## GOAL OF THE EXERCISE:
Return all lines from the listing below in which the string "confidence" occurs.

## RECORDS FOR THIS TASK:
// Copyright (c) 2025 Fabstir
// SPDX-License-Identifier: BUSL-1.1
//! Two-stage ONNX text provider (PaddleOCR model layout)
//!
//! Components:
//! - `detection` - probability map to text regions
//! - `recognition` - CTC decoding of cropped regions
//! - `preprocessing` - tensor preparation for both models
//!
//! Runs on CPU only.

pub mod detection;
pub mod preprocessing;
pub mod recognition;

use anyhow::Result;
use std::path::Path;
use tracing::{debug, info};

use crate::vision::geometry::NormalizedRect;
use crate::vision::image_utils::DecodedImage;
use crate::vision::observations::TextObservation;
use crate::vision::providers::{Detector, ProviderError};

pub use detection::{TextBox, TextDetectionModel};
pub use recognition::{CharDictionary, RecognizedText, TextRecognitionModel};

pub const DET_MODEL_FILE: &str = "det_model.onnx";
pub const REC_MODEL_FILE: &str = "rec_model.onnx";
pub const DICT_FILE: &str = "ppocr_keys_v1.txt";

/// Text recognizer producing bottom-left normalized observations
#[derive(Debug, Clone)]
pub struct OnnxTextDetector {
    detection: TextDetectionModel,
    recognition: TextRecognitionModel,
}

impl OnnxTextDetector {
    /// Load both stages from a model directory
    ///
    /// Expected files:
    /// - det_model.onnx
    /// - rec_model.onnx
    /// - ppocr_keys_v1.txt
    pub fn load(model_dir: &Path) -> Result<Self> {
        let detection = TextDetectionModel::load(&model_dir.join(DET_MODEL_FILE))?;
        let recognition = TextRecognitionModel::load(
            &model_dir.join(REC_MODEL_FILE),
            &model_dir.join(DICT_FILE),
        )?;
        info!("✅ Text models loaded from {} (CPU-only)", model_dir.display());
        Ok(Self {
            detection,
            recognition,
        })
    }
}

impl Detector<Vec<TextObservation>> for OnnxTextDetector {
    fn name(&self) -> &'static str {
        "onnx-text"
    }

    fn detect(&self, image: &DecodedImage) -> Result<Vec<TextObservation>, ProviderError> {
        let pixels = &image.pixels;
        let boxes = self.detection.detect(pixels)?;

        let mut observations = Vec::with_capacity(boxes.len());
        for text_box in boxes {
            let crop = pixels.crop_imm(
                text_box.x.floor() as u32,
                text_box.y.floor() as u32,
                text_box.width.ceil().max(1.0) as u32,
                text_box.height.ceil().max(1.0) as u32,
            );

            let Some(recognized) = self.recognition.recognize(&crop)? else {
                debug!("No text read in region at ({}, {})", text_box.x, text_box.y);
                continue;
            };
            observations.push(to_observation(&text_box, recognized, image));
        }

        Ok(observations)
    }
}

fn to_observation(
    text_box: &TextBox,
    recognized: RecognizedText,
    image: &DecodedImage,
) -> TextObservation {
    let bounding_box = NormalizedRect::from_pixel_top_left(
        text_box.x as f64,
        text_box.y as f64,
        text_box.width as f64,
        text_box.height as f64,
        image.width(),
        image.height(),
    );
    // combine region and character confidence
    let confidence = (recognized.confidence * text_box.confidence.min(1.0)).sqrt();
    TextObservation::new(recognized.text, confidence, bounding_box)
        .with_alternates(recognized.alternate.into_iter().collect())
}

## RESULT:
    // combine region and character confidence
    let confidence = (recognized.confidence * text_box.confidence.min(1.0)).sqrt();
    TextObservation::new(recognized.text, confidence, bounding_box)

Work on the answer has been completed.